L'Association allemande de la navigation intérieure a exhorté le gouvernement à continuer de financer les navires conçus pour fonctionner dans des conditions de basse mer, soulignant la nécessité d'améliorer les canaux de navigation sur le Rhin. Seuls douze navires spécialisés existent actuellement en Allemagne, selon le directeur général de l'association, Jens Schwanen.
Cependant, les groupes environnementaux s'opposent à l'expansion de l'infrastructure fluviale, arguant que les rivières servent de protection contre les inondations naturelles et d'habitats vitaux pour de nombreuses espèces.
L'augmentation du trafic de camions, d'autre part, aggraverait les problèmes liés au vieillissement des ponts et des routes tout en contribuant davantage au changement climatique par les émissions de combustibles fossiles. La Roumanie a complètement fermé sa seule centrale nucléaire, Cernavoda, en raison des niveaux d'eau du Danube historiquement bas. Cela fait suite à l'arrêt du premier bloc de réacteur fin juillet. L'usine dépend de l'eau du Danube pour le refroidissement et les niveaux d'eau actuels sont insuffisants pour maintenir les opérations.
Pour compenser, l'énergie éolienne et les importations couvriront le déficit. Dans le petit village de Scoarța, situé à quatre heures de Bucarest, les habitants ont mis en œuvre des mesures pour économiser l'énergie après la fermeture de la centrale nucléaire. m. Cette initiative a été proposée par les résidents locaux et a reçu un large soutien du public. , Stamatoiu a noté. Des efforts ont été faits pour maintenir le deuxième bloc de réacteur à Cernavoda en utilisant des méthodes non conventionnelles, notamment le fait de couler des péniches remplies de pierres dans le Danube pour augmenter le débit d'eau vers la centrale et la détonation d'une roche pour créer plus de débit d'eau. Ces efforts ont prolongé l'exploitation du deuxième réacteur de quelques jours, mais se sont finalement révélés insuffisants.

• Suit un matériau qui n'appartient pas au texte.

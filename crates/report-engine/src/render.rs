use report_model::{CellValue, CloneOptions, Row};
use thiserror::Error;

use crate::context::{Context, Scope, UnresolvedProperty};
use crate::directive;
use crate::eval::{EvalError, Evaluator};
use crate::scanner;

#[derive(Debug, Error)]
pub enum RenderError {
    #[error("block `{{{{{name} {prop}}}}}` is never closed by `{{{{end}}}}`")]
    MalformedBlock { name: String, prop: String },
    #[error(transparent)]
    UnresolvedRangeProperty(#[from] UnresolvedProperty),
    #[error("failed to render `{text}`: {source}")]
    Substitution {
        text: String,
        #[source]
        source: EvalError,
    },
}

/// Expands the rows of one template sheet.
pub struct SheetRenderer<'e> {
    evaluator: &'e dyn Evaluator,
    clone_options: CloneOptions,
}

impl<'e> SheetRenderer<'e> {
    pub fn new(evaluator: &'e dyn Evaluator) -> Self {
        Self {
            evaluator,
            clone_options: CloneOptions::default(),
        }
    }

    pub fn with_clone_options(mut self, options: CloneOptions) -> Self {
        self.clone_options = options;
        self
    }

    pub fn render(&self, rows: &[Row], context: &Context) -> Result<Vec<Row>, RenderError> {
        let mut out = Vec::with_capacity(rows.len());
        self.render_scoped(rows, &Scope::root(context), &mut out)?;
        Ok(out)
    }

    /// Render `rows` against `scope`, appending the produced rows to `out`.
    pub fn render_scoped(
        &self,
        rows: &[Row],
        scope: &Scope<'_>,
        out: &mut Vec<Row>,
    ) -> Result<(), RenderError> {
        let mut cursor = 0;
        while cursor < rows.len() {
            let rest = &rows[cursor..];
            let row = &rest[0];

            if let Some(block) = directive::block(row) {
                let len = scanner::block_len(rest).ok_or_else(|| RenderError::MalformedBlock {
                    name: block.name.to_string(),
                    prop: block.prop.to_string(),
                })?;
                let body = &rest[1..len - 1];
                let elements = scope.element_contexts(block.prop)?;
                log::debug!(
                    "expanding `{} {}`: {} body rows x {} elements",
                    block.name,
                    block.prop,
                    body.len(),
                    elements.len()
                );
                for element in elements {
                    let inner = Scope::element(block.prop, element, scope);
                    self.render_scoped(body, &inner, out)?;
                }
                cursor += len;
                continue;
            }

            let items = directive::list_prop(row)
                .and_then(|prop| Some((prop, scope.get(prop)?.as_list()?)));
            match items {
                Some((prop, items)) => {
                    for item in items {
                        let bound = Scope::bind(prop, item, scope);
                        out.push(self.render_row(row, &bound)?);
                    }
                }
                None => out.push(self.render_row(row, scope)?),
            }
            cursor += 1;
        }
        Ok(())
    }

    fn render_row(&self, row: &Row, scope: &Scope<'_>) -> Result<Row, RenderError> {
        let mut rendered = row.clone_with(&self.clone_options);
        for cell in &mut rendered.cells {
            let CellValue::String(text) = &cell.value else {
                continue;
            };
            if !text.contains("{{") {
                continue;
            }
            let value = self
                .evaluator
                .evaluate(text, scope)
                .map_err(|source| RenderError::Substitution {
                    text: text.clone(),
                    source,
                })?;
            cell.value = CellValue::String(value);
        }
        Ok(rendered)
    }
}

#[cfg(test)]
mod tests {
    use super::*;
    use crate::context::Value;
    use crate::eval::HandlebarsEvaluator;
    use pretty_assertions::assert_eq;
    use report_model::{Cell, CellStyle};
    use serde_json::json;

    fn rows(rows: &[&[&str]]) -> Vec<Row> {
        rows.iter().map(|r| Row::from_texts(r.iter().copied())).collect()
    }

    fn context(json: serde_json::Value) -> Context {
        Value::from(json).as_map().cloned().unwrap()
    }

    fn render(template: &[Row], data: serde_json::Value) -> Result<Vec<Vec<String>>, RenderError> {
        let evaluator = HandlebarsEvaluator::new();
        let out = SheetRenderer::new(&evaluator).render(template, &context(data))?;
        Ok(out.iter().map(Row::texts).collect())
    }

    #[test]
    fn range_block_inside_rebinds_the_property_to_the_element() {
        let template = rows(&[&["{{range groups}}"], &["{{groups.name}}", "{{name}}"], &["{{end}}"]]);
        let out = render(
            &template,
            json!({"groups": [{"name": "Work"}, {"name": "Home"}]}),
        )
        .unwrap();
        assert_eq!(out, vec![vec!["Work", "Work"], vec!["Home", "Home"]]);
    }

    #[test]
    fn array_driven_row_fans_out() {
        let template = rows(&[&["{{items.qty}}", "units"]]);
        let out = render(&template, json!({"items": [{"qty": 2}, {"qty": 5}]})).unwrap();
        assert_eq!(out, vec![vec!["2", "units"], vec!["5", "units"]]);
    }

    #[test]
    fn array_driven_row_sees_the_whole_sequence_again_afterwards() {
        let template = rows(&[
            &["{{items.name}}", "{{title}}"],
            &["{{#each items}}{{name}};{{/each}}"],
        ]);
        let out = render(
            &template,
            json!({"title": "T", "items": [{"name": "a"}, {"name": "b"}, {"name": "c"}]}),
        )
        .unwrap();
        assert_eq!(
            out,
            vec![
                vec!["a", "T"],
                vec!["b", "T"],
                vec!["c", "T"],
                vec!["a;b;c;"]
            ]
        );
    }

    #[test]
    fn only_the_first_list_reference_drives_the_row() {
        let template = rows(&[&["{{items.qty}}", "{{tags.name}}", "{{tags.0.name}}"]]);
        let out = render(
            &template,
            json!({"items": [{"qty": 2}, {"qty": 5}], "tags": [{"name": "x"}]}),
        )
        .unwrap();
        assert_eq!(out, vec![vec!["2", "", "x"], vec!["5", "", "x"]]);
    }

    #[test]
    fn range_property_is_the_current_element_inside_the_block() {
        let template = rows(&[
            &["{{range groups}}"],
            &["{{#each groups}}{{@key}}={{this}};{{/each}}"],
            &["{{end}}"],
        ]);
        let data = json!({"groups": [{"name": "Work"}, {"name": "Home"}]});
        assert_eq!(
            render(&template, data.clone()).unwrap(),
            vec![vec!["name=Work;"], vec!["name=Home;"]]
        );

        let nested = rows(&[
            &["{{range groups}}"],
            &["{{range groups}}"],
            &["{{name}}"],
            &["{{end}}"],
            &["{{end}}"],
        ]);
        let err = render(&nested, data).unwrap_err();
        assert!(
            matches!(&err, RenderError::UnresolvedRangeProperty(p) if p.property == "groups"),
            "{err:?}"
        );
    }

    #[test]
    fn large_sibling_lists_do_not_slow_rows_down() {
        let n = 5_000;
        let orders: Vec<_> = (0..n).map(|id| json!({"id": id})).collect();
        let catalog: Vec<_> = (0..n).map(|sku| json!({"sku": sku, "name": "item"})).collect();
        let template = rows(&[&["{{range orders}}"], &["/{{id}}/"], &["{{end}}"]]);

        let out = render(&template, json!({"orders": orders, "catalog": catalog})).unwrap();
        assert_eq!(out.len(), n);
        assert_eq!(out[n - 1], vec![format!("/{}/", n - 1)]);
    }

    #[test]
    fn non_list_driving_property_renders_once() {
        let template = rows(&[&["{{customer.name}}"]]);
        let out = render(&template, json!({"customer": {"name": "Ann"}})).unwrap();
        assert_eq!(out, vec![vec!["Ann"]]);

        let out = render(&template, json!({})).unwrap();
        assert_eq!(out, vec![vec![""]]);
    }

    #[test]
    fn block_scoping_shadows_without_leaking() {
        let template = rows(&[
            &["{{range rows}}"],
            &["{{x}}-{{y}}"],
            &["{{end}}"],
            &["{{x}}"],
        ]);
        let out = render(&template, json!({"x": 1, "y": 2, "rows": [{"x": 3}]})).unwrap();
        assert_eq!(out, vec![vec!["3-2"], vec!["1"]]);
    }

    #[test]
    fn nested_blocks_expand_in_order() {
        let template = rows(&[
            &["header"],
            &["{{range orders}}"],
            &["Order {{id}}"],
            &["{{range lines}}"],
            &["", "{{sku}}", "{{id}}"],
            &["{{end}}"],
            &["{{end}}"],
            &["footer"],
        ]);
        let out = render(
            &template,
            json!({"orders": [
                {"id": 1, "lines": [{"sku": "A"}, {"sku": "B"}]},
                {"id": 2, "lines": []},
                {"id": 3, "lines": [{"sku": "C", "id": 30}]}
            ]}),
        )
        .unwrap();
        assert_eq!(
            out,
            vec![
                vec!["header"],
                vec!["Order 1"],
                vec!["", "A", "1"],
                vec!["", "B", "1"],
                vec!["Order 2"],
                vec!["Order 3"],
                vec!["", "C", "30"],
                vec!["footer"],
            ]
        );
    }

    #[test]
    fn unclosed_outer_block_is_named() {
        let template = rows(&[&["{{range a}}"], &["{{range b}}"], &["x"], &["{{end}}"]]);
        let err = render(&template, json!({"a": [{}], "b": [{}]})).unwrap_err();
        match err {
            RenderError::MalformedBlock { name, prop } => {
                assert_eq!((name.as_str(), prop.as_str()), ("range", "a"))
            }
            other => panic!("unexpected error: {other:?}"),
        }
        assert_eq!(
            render(&rows(&[&["{{range a}}"]]), json!({"a": []}))
                .unwrap_err()
                .to_string(),
            "block `{{range a}}` is never closed by `{{end}}`"
        );
    }

    #[test]
    fn range_over_anything_but_a_list_of_mappings_fails() {
        let template = rows(&[&["{{range p}}"], &["x"], &["{{end}}"]]);
        for data in [
            json!({"p": 1}),
            json!({"p": "text"}),
            json!({"p": [1, 2]}),
            json!({"p": {"a": 1}}),
            json!({}),
        ] {
            let err = render(&template, data.clone()).unwrap_err();
            assert!(
                matches!(&err, RenderError::UnresolvedRangeProperty(p) if p.property == "p"),
                "{data}: {err:?}"
            );
        }
        assert_eq!(render(&template, json!({"p": []})).unwrap(), Vec::<Vec<String>>::new());
    }

    #[test]
    fn substitution_failures_abort() {
        let template = rows(&[&["ok"], &["{{#if}}"]]);
        let err = render(&template, json!({})).unwrap_err();
        assert!(
            matches!(&err, RenderError::Substitution { text, .. } if text == "{{#if}}"),
            "{err:?}"
        );
    }

    #[test]
    fn cells_without_placeholders_skip_the_evaluator() {
        let failing = |_: &str, _: &Scope<'_>| -> Result<String, EvalError> {
            Err(EvalError::Message("evaluator called".to_string()))
        };
        let mut number = Cell::new(4.0);
        number.style = CellStyle::new(2);
        let template = vec![Row::new(vec![Cell::new("plain"), number.clone()])];

        let out = SheetRenderer::new(&failing)
            .render(&template, &Context::new())
            .unwrap();
        assert_eq!(out[0].cells[0].value, CellValue::from("plain"));
        assert_eq!(out[0].cells[1], number);
    }

    #[test]
    fn forced_wrap_applies_to_every_rendered_cell() {
        let evaluator = HandlebarsEvaluator::new();
        let mut template = rows(&[&["{{items.name}}", "static"]]);
        template[0].height = Some(28.5);

        let out = SheetRenderer::new(&evaluator)
            .with_clone_options(CloneOptions {
                force_wrap_text: true,
            })
            .render(&template, &context(json!({"items": [{"name": "a"}, {"name": "b"}]})))
            .unwrap();

        assert_eq!(out.len(), 2);
        for row in &out {
            assert_eq!(row.height, Some(28.5));
            assert!(row.cells.iter().all(|c| c.style.wrap_text));
        }
        assert!(!template[0].cells[0].style.wrap_text);
    }
}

Selon Cristian Bușoi, secrétaire d'État au ministère de l'Énergie de la Roumanie, les faibles niveaux d'eau empêchent le flux d'eau nécessaire pour les pompes de refroidissement, nécessitant l'arrêt contrôlé du deuxième bloc de réacteur. Pour remédier au déficit énergétique résultant, la Roumanie prévoit de s'appuyer principalement sur les importations et l'énergie éolienne. Si nécessaire, une centrale au charbon à Rovinari, capable de produire environ 300 mégawatts, sera activée. Le directeur de la centrale, Marius Bîzgă, a indiqué qu'une troisième unité pourrait être mise en service dès lundi, déclarant que l'unité est en bon état technique et que le personnel est prêt à reprendre ses activités.
À Scoarța, l'intérêt pour la transition vers des sources d'énergie alternatives augmente. Le village a construit un parc solaire, qui est sur le point d'être achevé. Une fois opérationnel, il fournira des ressources énergétiques supplémentaires à la communauté.